- AIM OF THE EXERCISE -
Return, from the lines below, each one that includes the word "unwrap".

- DATA -

**********

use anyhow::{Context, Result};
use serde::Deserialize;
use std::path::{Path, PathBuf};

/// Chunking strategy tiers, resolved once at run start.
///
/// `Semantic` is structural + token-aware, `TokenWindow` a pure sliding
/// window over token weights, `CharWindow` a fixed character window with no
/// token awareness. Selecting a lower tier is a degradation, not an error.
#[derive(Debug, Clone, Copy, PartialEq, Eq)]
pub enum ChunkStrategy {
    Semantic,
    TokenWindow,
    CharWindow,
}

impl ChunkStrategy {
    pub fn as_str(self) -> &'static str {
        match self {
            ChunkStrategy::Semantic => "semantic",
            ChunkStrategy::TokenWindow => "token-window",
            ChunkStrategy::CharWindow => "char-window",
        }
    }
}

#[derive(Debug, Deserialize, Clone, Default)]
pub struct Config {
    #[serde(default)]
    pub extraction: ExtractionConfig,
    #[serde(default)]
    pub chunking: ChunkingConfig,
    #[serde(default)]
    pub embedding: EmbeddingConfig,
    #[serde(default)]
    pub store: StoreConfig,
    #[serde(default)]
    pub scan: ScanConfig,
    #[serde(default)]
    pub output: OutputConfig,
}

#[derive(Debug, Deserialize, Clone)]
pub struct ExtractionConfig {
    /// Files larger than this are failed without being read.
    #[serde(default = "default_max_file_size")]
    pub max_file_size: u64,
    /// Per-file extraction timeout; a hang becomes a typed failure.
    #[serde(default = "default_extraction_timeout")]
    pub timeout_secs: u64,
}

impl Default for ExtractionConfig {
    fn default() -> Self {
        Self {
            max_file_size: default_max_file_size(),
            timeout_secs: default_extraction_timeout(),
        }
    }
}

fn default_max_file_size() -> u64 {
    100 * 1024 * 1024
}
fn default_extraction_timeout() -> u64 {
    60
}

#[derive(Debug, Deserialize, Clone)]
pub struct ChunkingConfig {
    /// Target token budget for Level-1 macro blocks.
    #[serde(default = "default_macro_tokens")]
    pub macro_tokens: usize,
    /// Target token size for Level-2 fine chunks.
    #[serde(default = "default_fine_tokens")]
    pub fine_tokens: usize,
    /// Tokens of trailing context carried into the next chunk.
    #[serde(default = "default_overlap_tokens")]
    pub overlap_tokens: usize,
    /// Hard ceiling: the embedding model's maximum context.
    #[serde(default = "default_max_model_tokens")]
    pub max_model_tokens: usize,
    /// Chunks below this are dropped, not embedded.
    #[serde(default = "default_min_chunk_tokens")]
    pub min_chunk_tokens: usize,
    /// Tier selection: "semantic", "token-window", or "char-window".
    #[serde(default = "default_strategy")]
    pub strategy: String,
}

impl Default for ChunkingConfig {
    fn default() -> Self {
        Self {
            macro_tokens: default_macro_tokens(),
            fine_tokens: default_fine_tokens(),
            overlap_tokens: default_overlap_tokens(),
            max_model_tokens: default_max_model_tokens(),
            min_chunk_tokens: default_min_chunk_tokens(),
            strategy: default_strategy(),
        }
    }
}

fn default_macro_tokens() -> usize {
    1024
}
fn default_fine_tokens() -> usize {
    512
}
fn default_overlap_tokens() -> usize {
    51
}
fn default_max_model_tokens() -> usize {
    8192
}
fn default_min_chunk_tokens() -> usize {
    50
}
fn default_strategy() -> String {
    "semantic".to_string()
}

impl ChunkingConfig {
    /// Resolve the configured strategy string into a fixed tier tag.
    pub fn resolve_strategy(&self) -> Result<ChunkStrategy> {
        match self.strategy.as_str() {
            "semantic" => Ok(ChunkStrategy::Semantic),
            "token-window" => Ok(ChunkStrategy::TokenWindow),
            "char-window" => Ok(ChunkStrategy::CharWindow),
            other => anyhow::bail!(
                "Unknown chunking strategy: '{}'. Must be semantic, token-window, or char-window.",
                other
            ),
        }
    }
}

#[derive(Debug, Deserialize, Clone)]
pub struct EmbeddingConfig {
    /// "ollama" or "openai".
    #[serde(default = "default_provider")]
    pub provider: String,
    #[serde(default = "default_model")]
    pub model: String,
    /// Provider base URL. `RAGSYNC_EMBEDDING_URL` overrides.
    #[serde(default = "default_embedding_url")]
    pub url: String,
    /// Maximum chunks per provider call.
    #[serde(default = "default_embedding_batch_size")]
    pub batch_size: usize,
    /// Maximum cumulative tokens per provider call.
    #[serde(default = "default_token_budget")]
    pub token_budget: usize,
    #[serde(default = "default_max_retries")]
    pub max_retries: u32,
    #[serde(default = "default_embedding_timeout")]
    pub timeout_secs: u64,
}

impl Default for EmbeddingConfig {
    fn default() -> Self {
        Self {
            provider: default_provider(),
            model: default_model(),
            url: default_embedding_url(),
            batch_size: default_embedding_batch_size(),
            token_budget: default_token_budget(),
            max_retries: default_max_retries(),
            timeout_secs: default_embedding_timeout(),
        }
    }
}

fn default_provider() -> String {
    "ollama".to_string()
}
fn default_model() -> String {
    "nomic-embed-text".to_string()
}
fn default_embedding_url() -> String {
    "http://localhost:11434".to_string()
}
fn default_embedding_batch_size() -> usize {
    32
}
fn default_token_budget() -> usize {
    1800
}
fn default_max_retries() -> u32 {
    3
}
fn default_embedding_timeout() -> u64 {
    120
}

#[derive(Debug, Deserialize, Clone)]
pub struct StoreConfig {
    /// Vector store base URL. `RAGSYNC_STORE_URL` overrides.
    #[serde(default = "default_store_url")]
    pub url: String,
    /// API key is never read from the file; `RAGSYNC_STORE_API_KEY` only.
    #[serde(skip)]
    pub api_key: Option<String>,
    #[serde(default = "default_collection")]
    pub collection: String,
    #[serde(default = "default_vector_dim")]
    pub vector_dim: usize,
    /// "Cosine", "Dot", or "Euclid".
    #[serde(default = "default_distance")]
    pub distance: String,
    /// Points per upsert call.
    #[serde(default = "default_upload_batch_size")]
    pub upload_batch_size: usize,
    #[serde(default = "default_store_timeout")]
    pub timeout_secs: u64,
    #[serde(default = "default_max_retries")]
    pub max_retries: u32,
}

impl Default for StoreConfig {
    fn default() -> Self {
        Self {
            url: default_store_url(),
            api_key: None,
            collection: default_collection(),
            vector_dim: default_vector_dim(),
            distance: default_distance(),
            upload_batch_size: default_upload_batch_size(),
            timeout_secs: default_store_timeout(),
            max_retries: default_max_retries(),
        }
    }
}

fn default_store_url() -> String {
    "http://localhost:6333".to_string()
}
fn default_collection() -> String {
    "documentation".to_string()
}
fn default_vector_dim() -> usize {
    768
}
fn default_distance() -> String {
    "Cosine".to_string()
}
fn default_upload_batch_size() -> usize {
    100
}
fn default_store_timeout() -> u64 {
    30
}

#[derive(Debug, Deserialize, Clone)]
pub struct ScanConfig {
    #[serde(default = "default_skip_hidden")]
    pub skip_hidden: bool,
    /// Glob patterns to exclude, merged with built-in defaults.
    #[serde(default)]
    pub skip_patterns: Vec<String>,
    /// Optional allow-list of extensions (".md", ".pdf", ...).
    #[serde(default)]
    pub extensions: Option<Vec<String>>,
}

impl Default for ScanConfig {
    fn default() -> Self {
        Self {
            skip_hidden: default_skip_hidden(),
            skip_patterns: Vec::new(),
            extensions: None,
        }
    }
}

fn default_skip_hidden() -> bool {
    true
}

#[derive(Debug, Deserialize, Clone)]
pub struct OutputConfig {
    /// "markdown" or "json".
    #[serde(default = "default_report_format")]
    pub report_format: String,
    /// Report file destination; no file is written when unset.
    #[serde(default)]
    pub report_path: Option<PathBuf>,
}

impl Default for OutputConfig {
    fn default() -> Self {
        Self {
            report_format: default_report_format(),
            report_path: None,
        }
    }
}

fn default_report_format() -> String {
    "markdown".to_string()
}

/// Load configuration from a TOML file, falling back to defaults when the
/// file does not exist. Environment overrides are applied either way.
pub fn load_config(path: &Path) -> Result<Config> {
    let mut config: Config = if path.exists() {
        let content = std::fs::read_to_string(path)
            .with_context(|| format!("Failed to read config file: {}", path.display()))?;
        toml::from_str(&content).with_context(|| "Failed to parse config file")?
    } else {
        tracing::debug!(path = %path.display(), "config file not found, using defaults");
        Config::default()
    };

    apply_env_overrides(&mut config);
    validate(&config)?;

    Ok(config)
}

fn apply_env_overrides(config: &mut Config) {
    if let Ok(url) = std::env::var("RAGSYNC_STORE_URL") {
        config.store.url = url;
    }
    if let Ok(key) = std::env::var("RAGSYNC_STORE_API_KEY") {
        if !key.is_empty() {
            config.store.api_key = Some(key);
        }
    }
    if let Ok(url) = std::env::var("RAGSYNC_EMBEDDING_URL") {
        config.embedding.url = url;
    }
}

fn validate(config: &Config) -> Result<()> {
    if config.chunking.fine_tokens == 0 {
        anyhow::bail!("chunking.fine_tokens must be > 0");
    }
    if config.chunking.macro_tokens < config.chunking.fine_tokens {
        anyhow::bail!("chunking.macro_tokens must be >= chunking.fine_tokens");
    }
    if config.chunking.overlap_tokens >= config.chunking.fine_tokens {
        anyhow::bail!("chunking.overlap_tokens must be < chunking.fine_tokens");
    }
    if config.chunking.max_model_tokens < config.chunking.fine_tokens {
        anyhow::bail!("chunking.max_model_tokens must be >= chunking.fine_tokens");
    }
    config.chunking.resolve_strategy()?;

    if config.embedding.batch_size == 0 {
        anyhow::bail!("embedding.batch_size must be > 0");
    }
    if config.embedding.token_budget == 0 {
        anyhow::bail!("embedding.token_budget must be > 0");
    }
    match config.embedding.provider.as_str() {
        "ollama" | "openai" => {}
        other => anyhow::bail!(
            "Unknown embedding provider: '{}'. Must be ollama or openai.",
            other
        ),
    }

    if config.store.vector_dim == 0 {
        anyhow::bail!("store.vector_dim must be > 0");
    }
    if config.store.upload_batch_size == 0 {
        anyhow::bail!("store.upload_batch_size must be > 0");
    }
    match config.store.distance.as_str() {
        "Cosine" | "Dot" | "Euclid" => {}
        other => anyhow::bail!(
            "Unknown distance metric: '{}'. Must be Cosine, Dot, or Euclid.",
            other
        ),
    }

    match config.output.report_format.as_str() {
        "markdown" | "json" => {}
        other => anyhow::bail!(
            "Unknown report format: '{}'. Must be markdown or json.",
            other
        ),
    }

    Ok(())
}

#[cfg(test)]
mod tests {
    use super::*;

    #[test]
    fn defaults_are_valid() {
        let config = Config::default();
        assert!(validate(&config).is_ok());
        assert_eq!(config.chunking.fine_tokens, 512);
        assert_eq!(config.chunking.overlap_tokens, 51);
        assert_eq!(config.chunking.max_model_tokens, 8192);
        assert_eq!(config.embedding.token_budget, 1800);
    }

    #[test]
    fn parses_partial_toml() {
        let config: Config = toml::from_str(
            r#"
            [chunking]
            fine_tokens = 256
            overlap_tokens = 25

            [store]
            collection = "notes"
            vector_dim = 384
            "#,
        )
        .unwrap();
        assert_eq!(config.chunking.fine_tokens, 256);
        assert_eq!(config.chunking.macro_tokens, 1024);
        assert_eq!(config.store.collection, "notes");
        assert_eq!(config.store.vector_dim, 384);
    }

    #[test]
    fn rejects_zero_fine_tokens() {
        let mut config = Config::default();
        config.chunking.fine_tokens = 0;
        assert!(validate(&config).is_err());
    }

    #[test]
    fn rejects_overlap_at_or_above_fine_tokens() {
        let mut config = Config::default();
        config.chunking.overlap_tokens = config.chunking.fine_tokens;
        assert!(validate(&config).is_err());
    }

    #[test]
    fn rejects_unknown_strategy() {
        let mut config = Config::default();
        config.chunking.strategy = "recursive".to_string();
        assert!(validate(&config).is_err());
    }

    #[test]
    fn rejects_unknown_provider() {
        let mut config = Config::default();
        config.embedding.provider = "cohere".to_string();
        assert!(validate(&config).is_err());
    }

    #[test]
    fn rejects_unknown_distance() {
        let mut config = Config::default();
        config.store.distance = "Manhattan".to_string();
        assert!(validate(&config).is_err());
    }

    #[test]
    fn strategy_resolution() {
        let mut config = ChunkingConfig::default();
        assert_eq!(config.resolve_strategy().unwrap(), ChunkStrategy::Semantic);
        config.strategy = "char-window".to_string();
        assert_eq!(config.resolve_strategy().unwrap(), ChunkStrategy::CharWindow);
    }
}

**********

- EXERCISE SOLUTION -
        .unwrap();
        assert_eq!(config.resolve_strategy().unwrap(), ChunkStrategy::Semantic);
        assert_eq!(config.resolve_strategy().unwrap(), ChunkStrategy::CharWindow);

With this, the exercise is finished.